*** PROVIDED ENTRIES Section Begins ***
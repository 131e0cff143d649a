use super::*;

// =============================================================
// Status classification
// =============================================================

#[test]
fn unauthorized_statuses_classify_as_unauthorized() {
    for status in [401, 403] {
        let err = classify_error(status, "Forbidden", r#"{"message":"Please log in"}"#);
        assert!(err.is_unauthorized());
        assert_eq!(err.user_message(), "Please log in");
    }
}

#[test]
fn not_found_carries_the_backend_message() {
    let err = classify_error(404, "Not Found", r#"{"message":"Doctor not found"}"#);
    assert_eq!(
        err,
        ApiError::NotFound {
            message: "Doctor not found".to_string()
        }
    );
}

#[test]
fn errors_map_classifies_as_field_validation() {
    let err = classify_error(
        400,
        "Bad Request",
        r#"{"errors":{"email":"Invalid email address"}}"#,
    );
    match err {
        ApiError::Validation(fields) => {
            assert_eq!(fields.get("email").map(String::as_str), Some("Invalid email address"));
        }
        other => panic!("expected Validation, got {:?}", other),
    }
}

#[test]
fn message_body_classifies_as_status() {
    let err = classify_error(500, "Internal Server Error", r#"{"message":"boom"}"#);
    assert_eq!(
        err,
        ApiError::Status {
            status: 500,
            message: "boom".to_string()
        }
    );
}

#[test]
fn error_key_is_accepted_as_message() {
    let err = classify_error(500, "Internal Server Error", r#"{"error":"boom"}"#);
    assert_eq!(err.user_message(), "boom");
}

#[test]
fn unparseable_body_falls_back_to_status_text() {
    let err = classify_error(502, "Bad Gateway", "<html>upstream died</html>");
    assert_eq!(
        err,
        ApiError::Status {
            status: 502,
            message: "HTTP 502: Bad Gateway".to_string()
        }
    );
}

#[test]
fn empty_errors_map_is_not_validation() {
    let err = classify_error(400, "Bad Request", r#"{"errors":{}}"#);
    assert!(matches!(err, ApiError::Status { status: 400, .. }));
}

// =============================================================
// AuthError conversion
// =============================================================

#[test]
fn validation_maps_convert_to_field_errors() {
    let api_err = classify_error(400, "Bad Request", r#"{"errors":{"password":"Too short"}}"#);
    let auth_err = AuthError::from(api_err);
    assert_eq!(auth_err.field("password"), Some("Too short"));
    assert_eq!(auth_err.field("email"), None);
}

#[test]
fn rejected_credentials_convert_to_a_user_facing_message() {
    let api_err = classify_error(401, "Unauthorized", r#"{"message":"Invalid credentials"}"#);
    let auth_err = AuthError::from(api_err);
    assert_eq!(auth_err, AuthError::Rejected("Invalid credentials".to_string()));
    assert_eq!(auth_err.message(), "Invalid credentials");
}
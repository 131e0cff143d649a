pub mod appointment;
pub mod auth;
pub mod doctor;
pub mod feedback;
pub mod patient;
pub mod user;

pub use appointment::{
    Appointment, AppointmentsResponse, BookAppointmentRequest, ObjectRef, PopulatedRef,
    UpdateAppointmentRequest, STATUS_CONFIRMED, STATUS_PENDING,
};
pub use auth::{AuthResponse, ErrorBody, LoginRequest, MessageResponse, SignupRequest};
pub use doctor::{Doctor, DoctorResponse, DoctorUpdate, DoctorsResponse};
pub use feedback::{Feedback, FeedbacksResponse, SubmitFeedbackRequest};
pub use patient::{Patient, PatientResponse, PatientUpdate};
pub use user::{Identity, Role, UserRef};
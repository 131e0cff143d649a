use super::*;
use crate::models::Role;
use crate::services::storage::MemoryStorage;

fn identity(id: &str, role: Role) -> Identity {
    serde_json::from_value(serde_json::json!({
        "_id": id,
        "firstName": "Asha",
        "lastName": "Iyer",
        "email": "asha@example.com",
        "role": role.as_str(),
    }))
    .unwrap()
}

// =============================================================
// Invariant: is_authenticated == user.is_some()
// =============================================================

#[test]
fn fresh_session_is_signed_out() {
    let session = SessionState::new(MemoryStorage::new());
    assert!(session.user().is_none());
    assert!(!session.is_authenticated());
    assert!(!session.is_hydrated());
}

#[test]
fn invariant_holds_over_arbitrary_transition_sequences() {
    let session = SessionState::new(MemoryStorage::new());

    let steps: [&dyn Fn(&SessionState); 6] = [
        &|s| s.set_user(identity("u1", Role::Patient)),
        &|s| s.clear_user(),
        &|s| s.clear_user(),
        &|s| s.set_user(identity("u2", Role::Doctor)),
        &|s| s.set_user(identity("u3", Role::Admin)),
        &|s| s.clear_user(),
    ];

    for step in steps {
        step(&session);
        assert_eq!(session.is_authenticated(), session.user().is_some());
    }
}

#[test]
fn set_user_replaces_wholesale() {
    let session = SessionState::new(MemoryStorage::new());
    session.set_user(identity("u1", Role::Patient));
    session.set_user(identity("u2", Role::Doctor));

    let user = session.user().unwrap();
    assert_eq!(user.id, "u2");
    assert_eq!(user.role, Role::Doctor);
}

// =============================================================
// Persistence: every mutation writes through the port
// =============================================================

#[test]
fn set_user_persists_immediately() {
    let storage = MemoryStorage::new();
    let session = SessionState::new(storage.clone());
    session.set_user(identity("u1", Role::Patient));

    let blob = storage.get(SESSION_STORAGE_KEY).unwrap().unwrap();
    let persisted: serde_json::Value = serde_json::from_str(&blob).unwrap();
    assert_eq!(persisted["isAuthenticated"], true);
    assert_eq!(persisted["user"]["_id"], "u1");
}

#[test]
fn clear_user_removes_the_persisted_blob() {
    let storage = MemoryStorage::new();
    let session = SessionState::new(storage.clone());
    session.set_user(identity("u1", Role::Patient));
    session.clear_user();

    assert_eq!(storage.get(SESSION_STORAGE_KEY).unwrap(), None);
}

// =============================================================
// Rehydration
// =============================================================

#[test]
fn rehydration_reproduces_the_authenticated_state() {
    let storage = MemoryStorage::new();

    // First "tab": log in, state persists
    let first = SessionState::new(storage.clone());
    first.hydrate();
    first.set_user(identity("u1", Role::Patient));

    // Second "tab": rehydrate from the same storage, no fresh login
    let second = SessionState::new(storage);
    second.hydrate();

    assert!(second.is_hydrated());
    assert!(second.is_authenticated());
    assert_eq!(second.user(), first.user());
}

#[test]
fn rehydrating_a_raw_blob_reproduces_equivalent_state() {
    let storage = MemoryStorage::new();
    storage
        .set(
            SESSION_STORAGE_KEY,
            r#"{"user":{"_id":"u9","firstName":"Dev","lastName":"Rao","email":"dev@example.com","role":"doctor"},"isAuthenticated":true}"#,
        )
        .unwrap();

    let session = SessionState::new(storage);
    session.hydrate();

    assert!(session.is_authenticated());
    let user = session.user().unwrap();
    assert_eq!(user.id, "u9");
    assert_eq!(user.role, Role::Doctor);
}

#[test]
fn corrupt_blob_hydrates_to_signed_out() {
    let storage = MemoryStorage::new();
    storage.set(SESSION_STORAGE_KEY, "{not json").unwrap();

    let session = SessionState::new(storage);
    session.hydrate();

    assert!(session.is_hydrated());
    assert!(!session.is_authenticated());
    assert!(session.user().is_none());
}

#[test]
fn authenticated_flag_is_derived_from_user_presence() {
    // A blob that claims authentication without a user must not produce an
    // authenticated-but-empty session.
    let storage = MemoryStorage::new();
    storage
        .set(SESSION_STORAGE_KEY, r#"{"user":null,"isAuthenticated":true}"#)
        .unwrap();

    let session = SessionState::new(storage);
    session.hydrate();

    assert!(!session.is_authenticated());
    assert!(session.user().is_none());
}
*** PROVIDED ENTRIES Section Ends ***
Find every line of the data that includes the string "crate". Copy each of those lines.

use crate::models::Role;
use crate::services::storage::MemoryStorage;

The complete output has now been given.